Stored data entries:
'''

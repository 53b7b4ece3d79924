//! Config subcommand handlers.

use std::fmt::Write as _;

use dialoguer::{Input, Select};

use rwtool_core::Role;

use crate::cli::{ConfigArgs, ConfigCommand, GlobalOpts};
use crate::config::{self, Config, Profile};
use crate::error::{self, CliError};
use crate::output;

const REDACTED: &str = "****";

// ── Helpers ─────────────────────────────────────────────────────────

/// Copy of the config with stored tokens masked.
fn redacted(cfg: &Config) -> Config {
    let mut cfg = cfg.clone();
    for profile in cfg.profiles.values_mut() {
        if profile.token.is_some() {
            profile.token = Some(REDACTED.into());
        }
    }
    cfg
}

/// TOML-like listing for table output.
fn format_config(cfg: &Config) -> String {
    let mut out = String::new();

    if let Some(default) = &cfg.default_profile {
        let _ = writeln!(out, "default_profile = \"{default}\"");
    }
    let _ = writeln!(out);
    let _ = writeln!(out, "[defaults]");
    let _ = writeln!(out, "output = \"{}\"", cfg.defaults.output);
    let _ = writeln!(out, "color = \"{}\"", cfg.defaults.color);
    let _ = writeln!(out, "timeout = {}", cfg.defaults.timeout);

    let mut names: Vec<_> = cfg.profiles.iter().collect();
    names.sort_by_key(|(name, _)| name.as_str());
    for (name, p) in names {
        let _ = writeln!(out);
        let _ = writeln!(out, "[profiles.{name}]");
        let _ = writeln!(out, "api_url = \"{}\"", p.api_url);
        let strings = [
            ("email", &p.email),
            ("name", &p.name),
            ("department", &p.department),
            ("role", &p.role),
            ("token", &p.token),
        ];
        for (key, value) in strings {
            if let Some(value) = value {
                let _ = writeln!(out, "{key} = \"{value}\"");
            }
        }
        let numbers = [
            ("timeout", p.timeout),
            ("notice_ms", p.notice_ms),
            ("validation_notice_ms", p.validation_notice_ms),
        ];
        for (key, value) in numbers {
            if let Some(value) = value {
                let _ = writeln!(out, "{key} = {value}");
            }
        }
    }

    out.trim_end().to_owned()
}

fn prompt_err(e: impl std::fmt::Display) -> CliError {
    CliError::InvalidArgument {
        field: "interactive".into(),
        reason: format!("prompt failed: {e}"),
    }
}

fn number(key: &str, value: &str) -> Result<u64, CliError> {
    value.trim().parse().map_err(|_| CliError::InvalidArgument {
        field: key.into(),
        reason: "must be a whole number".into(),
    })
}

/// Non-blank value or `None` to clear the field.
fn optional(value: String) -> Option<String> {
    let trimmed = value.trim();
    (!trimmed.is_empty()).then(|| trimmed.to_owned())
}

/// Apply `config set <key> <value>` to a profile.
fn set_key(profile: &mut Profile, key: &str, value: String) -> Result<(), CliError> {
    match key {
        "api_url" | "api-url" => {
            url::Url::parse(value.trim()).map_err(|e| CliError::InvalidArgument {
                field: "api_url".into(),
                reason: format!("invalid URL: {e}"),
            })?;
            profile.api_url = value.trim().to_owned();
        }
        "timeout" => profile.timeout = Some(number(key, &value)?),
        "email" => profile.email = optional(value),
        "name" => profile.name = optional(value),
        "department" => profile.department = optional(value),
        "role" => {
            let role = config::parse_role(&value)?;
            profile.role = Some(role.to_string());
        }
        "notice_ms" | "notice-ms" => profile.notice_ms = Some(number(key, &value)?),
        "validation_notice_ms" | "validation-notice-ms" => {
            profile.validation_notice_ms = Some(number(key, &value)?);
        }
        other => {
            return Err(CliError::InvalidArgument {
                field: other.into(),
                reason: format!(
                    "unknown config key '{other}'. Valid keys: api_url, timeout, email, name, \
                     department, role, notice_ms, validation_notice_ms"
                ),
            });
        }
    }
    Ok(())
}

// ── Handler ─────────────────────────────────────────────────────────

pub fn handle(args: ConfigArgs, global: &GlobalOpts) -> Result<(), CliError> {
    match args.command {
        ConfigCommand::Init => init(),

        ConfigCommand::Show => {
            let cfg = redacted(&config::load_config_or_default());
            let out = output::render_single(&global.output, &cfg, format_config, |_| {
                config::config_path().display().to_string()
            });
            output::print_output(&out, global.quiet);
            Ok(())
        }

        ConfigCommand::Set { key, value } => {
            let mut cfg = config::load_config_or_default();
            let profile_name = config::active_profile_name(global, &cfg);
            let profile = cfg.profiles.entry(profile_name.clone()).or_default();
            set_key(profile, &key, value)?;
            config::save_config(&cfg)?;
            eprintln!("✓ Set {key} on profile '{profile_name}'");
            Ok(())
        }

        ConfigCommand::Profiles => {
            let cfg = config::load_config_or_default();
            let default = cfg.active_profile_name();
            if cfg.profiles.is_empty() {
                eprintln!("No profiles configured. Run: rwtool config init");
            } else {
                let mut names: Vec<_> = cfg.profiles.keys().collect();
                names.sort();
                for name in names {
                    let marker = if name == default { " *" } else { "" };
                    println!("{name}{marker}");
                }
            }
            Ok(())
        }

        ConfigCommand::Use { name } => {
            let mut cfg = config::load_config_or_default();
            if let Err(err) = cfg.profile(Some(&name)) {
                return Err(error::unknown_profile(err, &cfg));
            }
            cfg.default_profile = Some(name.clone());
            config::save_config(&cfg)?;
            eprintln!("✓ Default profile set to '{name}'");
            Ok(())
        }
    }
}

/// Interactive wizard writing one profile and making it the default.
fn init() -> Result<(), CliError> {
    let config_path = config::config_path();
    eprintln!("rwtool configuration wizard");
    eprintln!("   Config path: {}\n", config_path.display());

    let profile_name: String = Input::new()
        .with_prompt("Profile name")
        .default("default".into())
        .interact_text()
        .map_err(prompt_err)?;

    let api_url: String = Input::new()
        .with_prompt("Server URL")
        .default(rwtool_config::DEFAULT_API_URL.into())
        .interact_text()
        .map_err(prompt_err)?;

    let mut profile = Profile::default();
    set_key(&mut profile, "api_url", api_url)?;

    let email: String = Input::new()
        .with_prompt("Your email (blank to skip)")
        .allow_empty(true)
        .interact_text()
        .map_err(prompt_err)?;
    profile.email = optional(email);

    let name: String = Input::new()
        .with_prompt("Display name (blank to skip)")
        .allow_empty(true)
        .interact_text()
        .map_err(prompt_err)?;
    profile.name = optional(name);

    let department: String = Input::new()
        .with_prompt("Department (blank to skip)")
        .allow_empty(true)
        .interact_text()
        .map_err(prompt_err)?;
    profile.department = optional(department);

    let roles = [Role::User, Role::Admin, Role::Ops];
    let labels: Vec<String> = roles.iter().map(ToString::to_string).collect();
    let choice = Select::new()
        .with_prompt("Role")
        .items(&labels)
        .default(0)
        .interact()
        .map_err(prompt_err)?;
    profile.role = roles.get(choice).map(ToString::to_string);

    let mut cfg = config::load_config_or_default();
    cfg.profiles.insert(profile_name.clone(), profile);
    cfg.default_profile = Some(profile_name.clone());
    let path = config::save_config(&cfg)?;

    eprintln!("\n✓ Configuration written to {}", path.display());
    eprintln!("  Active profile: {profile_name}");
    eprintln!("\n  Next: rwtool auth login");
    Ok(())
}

'''

#### [What you need to do]
Reproduce exactly the lines from the beginning of the entries above up to and including the line that contains "for profile in".

#### [Response box]
repository 53b7b4ece3d79924
//! Config subcommand handlers.

use std::fmt::Write as _;

use dialoguer::{Input, Select};

use rwtool_core::Role;

use crate::cli::{ConfigArgs, ConfigCommand, GlobalOpts};
use crate::config::{self, Config, Profile};
use crate::error::{self, CliError};
use crate::output;

const REDACTED: &str = "****";

// ── Helpers ─────────────────────────────────────────────────────────

/// Copy of the config with stored tokens masked.
fn redacted(cfg: &Config) -> Config {
    let mut cfg = cfg.clone();
    for profile in cfg.profiles.values_mut() {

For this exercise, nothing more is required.